The researchers looked at three factors and found substantial changes between age groups for low-income patients at or below 300% of the federal poverty level, and above that level.

Researchers looked at outcomes of access, including recent doctor visits, medical care delayed due to cost, or needed medical care that patients did not receive due to cost. Among low-income people age 64, 14.7% delayed care and 15.5% avoided care because of cost, while among people age 66, 5.9% delayed care and 6.2% avoided care due to cost, according to the study.

They also considered financial constraints such as problems paying medical bills, the inability to pay those bills, or worrying about covering costs if someone fell ill or had an accident. At age 64, 66.5% of low-income adults were worried about medical bills and 33.9% had difficulty paying medical bills, but these percentages dropped to 51.1% and 20.6%, respectively , for people aged 66.

The results were more modest and less consistent for adults whose income was above 300% of the federal poverty level. Medicare eligibility did not affect prescription drug outcome percentages of low- or high-income adults, such as skipping doses, taking less, or delaying filling doses to save money, or not getting prescription drugs because of cost, according to the study.

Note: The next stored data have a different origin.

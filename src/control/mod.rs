//! The listening session controller.
//!
//! `SpeechControl` hands out event streams backed by logical listening
//! sessions. A driver task owns each session: it waits for microphone
//! permission, keeps restarting the physical recognition session as the
//! backend gives up, and forwards debounced results downstream.

mod controller;
mod driver;
mod shared;
mod stream;

pub use controller::SpeechControl;
pub use stream::{CommandStream, EventStream};

use crate::error::SpeechControlError;
use crate::recognition::RecognitionEvent;

/// Item carried by listening streams: a result batch or a terminal error.
pub(crate) type ListenItem = Result<RecognitionEvent, SpeechControlError>;
use thiserror::Error;

/// Terminal failures delivered through listening event streams.
///
/// Streams carry these as `Err` items. A stream yields at most one error and
/// completes afterwards.
#[derive(Debug, Clone, PartialEq, Eq, Error)]
pub enum SpeechControlError {
    #[error("speech recognition is not available on this platform")]
    NoSpeechRecognition,

    #[error("speech control is disabled")]
    Disabled,

    #[error("microphone permission denied: {0}")]
    PermissionDenied(String),

    #[error("recognition failed: {0}")]
    Recognition(RecognitionError),

    #[error("recognition backend error: {0}")]
    Backend(String),
}

/// Error codes reported by a recognition session.
///
/// The set mirrors the codes speech backends commonly report. Unknown codes
/// are preserved verbatim in `Other`.
#[derive(Debug, Clone, PartialEq, Eq, Error)]
pub enum RecognitionError {
    #[error("no-speech")]
    NoSpeech,
    #[error("aborted")]
    Aborted,
    #[error("audio-capture")]
    AudioCapture,
    #[error("not-allowed")]
    NotAllowed,
    #[error("service-not-allowed")]
    ServiceNotAllowed,
    #[error("network")]
    Network,
    #[error("{0}")]
    Other(String),
}

impl RecognitionError {
    pub fn from_code(code: &str) -> Self {
        match code {
            "no-speech" => Self::NoSpeech,
            "aborted" => Self::Aborted,
            "audio-capture" => Self::AudioCapture,
            "not-allowed" => Self::NotAllowed,
            "service-not-allowed" => Self::ServiceNotAllowed,
            "network" => Self::Network,
            other => Self::Other(other.to_string()),
        }
    }

    pub fn code(&self) -> &str {
        match self {
            Self::NoSpeech => "no-speech",
            Self::Aborted => "aborted",
            Self::AudioCapture => "audio-capture",
            Self::NotAllowed => "not-allowed",
            Self::ServiceNotAllowed => "service-not-allowed",
            Self::Network => "network",
            Self::Other(code) => code,
        }
    }

    /// Transient silence. Sessions ending with this code are retried rather
    /// than treated as failures.
    pub fn is_no_speech(&self) -> bool {
        matches!(self, Self::NoSpeech)
    }
}
pub mod config;
pub mod control;
pub mod error;
pub mod notification;
pub mod permission;
pub mod platform;
pub mod recognition;
pub mod store;
pub mod testing;

pub use config::ListenConfig;
pub use control::{CommandStream, EventStream, SpeechControl};
pub use error::{RecognitionError, SpeechControlError};
pub use notification::{
    NotificationConfig, NotificationHandle, Notifier, DEFAULT_DISMISS_LABEL,
};
pub use permission::{
    MediaAccess, MediaTrack, MicrophonePermissions, PermissionGate, PermissionState,
    PermissionStatus,
};
pub use platform::Platform;
pub use recognition::{
    latest_transcript, matches, normalize, RecognitionAlternative, RecognitionConfig,
    RecognitionEvent, RecognitionProvider, RecognitionResult, RecognitionSession, SessionEvent,
};
pub use store::{FlagStore, MemoryFlagStore, DISABLED_FLAG_KEY};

The authors noted that there are growing income health inequalities in the United States and rapid changes in the health care landscape over the past decade, including the passage of the affordable care, expanding Medicaid, and increasing “underinsurance” or inadequate insurance for working-age adults. In light of these factors, “our study provides new and timely insights into the impact of Medicare eligibility and enrollment on a contemporary population of low-income adults.”

“Medicare eligibility and health care access, affordability, and financial strain for low- and high-income adults in the United States: A regression discontinuity analysis”, was published on October 4, 2022 in PLoS medicine.